# Your instructions:
Where does the word "super" occur in the entries below? Copy every line that has it.

# Collected data entries:
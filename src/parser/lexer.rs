//! Logos-based lexer for ranking expressions
//!
//! Fast tokenization using the logos crate.

use logos::Logos;
use text_size::{TextRange, TextSize};

/// A token with its kind, text, and position
#[derive(Debug, Clone, PartialEq, Eq)]
pub struct Token<'a> {
    pub kind: TokenKind,
    pub text: &'a str,
    pub range: TextRange,
}

/// Lexer wrapping the logos-generated tokenizer
pub struct Lexer<'a> {
    inner: logos::Lexer<'a, TokenKind>,
}

impl<'a> Lexer<'a> {
    pub fn new(input: &'a str) -> Self {
        Self {
            inner: TokenKind::lexer(input),
        }
    }
}

impl<'a> Iterator for Lexer<'a> {
    type Item = Token<'a>;

    fn next(&mut self) -> Option<Self::Item> {
        let kind = self.inner.next()?.unwrap_or(TokenKind::Error);
        let span = self.inner.span();
        let range = TextRange::new(
            TextSize::new(span.start as u32),
            TextSize::new(span.end as u32),
        );
        Some(Token {
            kind,
            text: self.inner.slice(),
            range,
        })
    }
}

/// Tokenize an entire string into a Vec
pub fn tokenize(input: &str) -> Vec<Token<'_>> {
    Lexer::new(input).collect()
}

/// Token kinds of the ranking expression language.
///
/// Whitespace is skipped; anything unrecognised becomes [`TokenKind::Error`].
#[derive(Logos, Debug, Clone, Copy, PartialEq, Eq, Hash)]
#[logos(skip r"[ \t\r\n\f]+")]
pub enum TokenKind {
    // =========================================================================
    // LITERALS
    // =========================================================================
    #[regex(r"[a-zA-Z_$@][a-zA-Z0-9_$@]*")]
    Ident,

    #[regex(r"[0-9]+(\.[0-9]*)?([eE][+-]?[0-9]+)?")]
    #[regex(r"\.[0-9]+([eE][+-]?[0-9]+)?")]
    Number,

    #[regex(r#""([^"\\]|\\.)*""#)]
    #[regex(r"'([^'\\]|\\.)*'")]
    String,

    // =========================================================================
    // MULTI-CHARACTER PUNCTUATION (must come before single-char)
    // =========================================================================
    #[token("==")]
    EqEq,

    #[token("!=")]
    BangEq,

    #[token("~=")]
    TildeEq,

    #[token("<=")]
    LtEq,

    #[token(">=")]
    GtEq,

    #[token("&&")]
    AmpAmp,

    #[token("||")]
    PipePipe,

    // =========================================================================
    // SINGLE-CHARACTER PUNCTUATION
    // =========================================================================
    #[token("(")]
    LParen,

    #[token(")")]
    RParen,

    #[token(",")]
    Comma,

    #[token(".")]
    Dot,

    #[token("+")]
    Plus,

    #[token("-")]
    Minus,

    #[token("*")]
    Star,

    #[token("/")]
    Slash,

    #[token("%")]
    Percent,

    #[token("^")]
    Caret,

    #[token("!")]
    Bang,

    #[token("<")]
    Lt,

    #[token(">")]
    Gt,

    Error,
}

impl TokenKind {
    /// Human readable token description for error messages.
    pub fn describe(self) -> &'static str {
        match self {
            TokenKind::Ident => "identifier",
            TokenKind::Number => "number",
            TokenKind::String => "string",
            TokenKind::EqEq => "'=='",
            TokenKind::BangEq => "'!='",
            TokenKind::TildeEq => "'~='",
            TokenKind::LtEq => "'<='",
            TokenKind::GtEq => "'>='",
            TokenKind::AmpAmp => "'&&'",
            TokenKind::PipePipe => "'||'",
            TokenKind::LParen => "'('",
            TokenKind::RParen => "')'",
            TokenKind::Comma => "','",
            TokenKind::Dot => "'.'",
            TokenKind::Plus => "'+'",
            TokenKind::Minus => "'-'",
            TokenKind::Star => "'*'",
            TokenKind::Slash => "'/'",
            TokenKind::Percent => "'%'",
            TokenKind::Caret => "'^'",
            TokenKind::Bang => "'!'",
            TokenKind::Lt => "'<'",
            TokenKind::Gt => "'>'",
            TokenKind::Error => "invalid character",
        }
    }
}
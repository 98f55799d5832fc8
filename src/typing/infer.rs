//! Expression type inference.

use super::context::TypeContext;
use super::error::TypeError;
use crate::base::{TensorType, TensorTypeError};
use crate::syntax::{ExpressionNode, TensorFunction};

impl ExpressionNode {
    /// The type this expression produces, given the types of the features
    /// it references.
    pub fn type_of<C: TypeContext + ?Sized>(&self, context: &C) -> Result<TensorType, TypeError> {
        let algebra = |result: Result<TensorType, TensorTypeError>| {
            result.map_err(|source| TypeError::Tensor {
                expression: self.to_string(),
                source,
            })
        };

        match self {
            ExpressionNode::Constant(_) | ExpressionNode::Name(_) => Ok(TensorType::empty()),
            ExpressionNode::Reference(reference) => context.resolve(reference),
            ExpressionNode::Arithmetic { left, right, .. }
            | ExpressionNode::Comparison { left, right, .. } => {
                let left = left.type_of(context)?;
                let right = right.type_of(context)?;
                algebra(left.join(&right))
            }
            ExpressionNode::Not(child) | ExpressionNode::Negative(child) => child.type_of(context),
            ExpressionNode::If {
                condition,
                if_true,
                if_false,
            } => {
                condition.type_of(context)?;
                let if_true = if_true.type_of(context)?;
                let if_false = if_false.type_of(context)?;
                if_true
                    .generalize(&if_false)
                    .ok_or(TypeError::IncompatibleBranches { if_true, if_false })
            }
            ExpressionNode::Function { arguments, .. } => {
                let mut types = arguments.iter().map(|a| a.type_of(context));
                let mut result = types.next().transpose()?.unwrap_or_default();
                for argument in types {
                    result = algebra(result.join(&argument?))?;
                }
                Ok(result)
            }
            ExpressionNode::TensorFunction {
                function,
                arguments,
            } => {
                let types = arguments
                    .iter()
                    .map(|a| a.type_of(context))
                    .collect::<Result<Vec<_>, _>>()?;
                let (first, second) = match types.as_slice() {
                    [first] => (first, None),
                    [first, second] => (first, Some(second)),
                    _ => {
                        return Err(TypeError::InvalidArgumentCount {
                            feature: function.name().into(),
                            expected: "one or two tensor",
                            found: types.len(),
                        });
                    }
                };
                let second = || second.cloned().unwrap_or_default();
                algebra(match function {
                    TensorFunction::Reduce { dimensions, .. } => first.reduce(dimensions),
                    TensorFunction::Rename { from, to } => first.rename(from, to),
                    TensorFunction::Concat { dimension } => first.concat(&second(), dimension),
                    TensorFunction::Matmul { dimension } => first
                        .join(&second())
                        .and_then(|joined| joined.reduce(std::slice::from_ref(dimension))),
                    TensorFunction::Softmax { dimension }
                    | TensorFunction::L2Normalize { dimension } => first
                        .reduce(std::slice::from_ref(dimension))
                        .map(|_| first.clone()),
                })
            }
        }
    }
}
//! Shared helpers for integration tests.

#![allow(dead_code)]

pub mod fixtures;
pub mod importers;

# Answer to this task:
use super::context::TypeContext;
use super::error::TypeError;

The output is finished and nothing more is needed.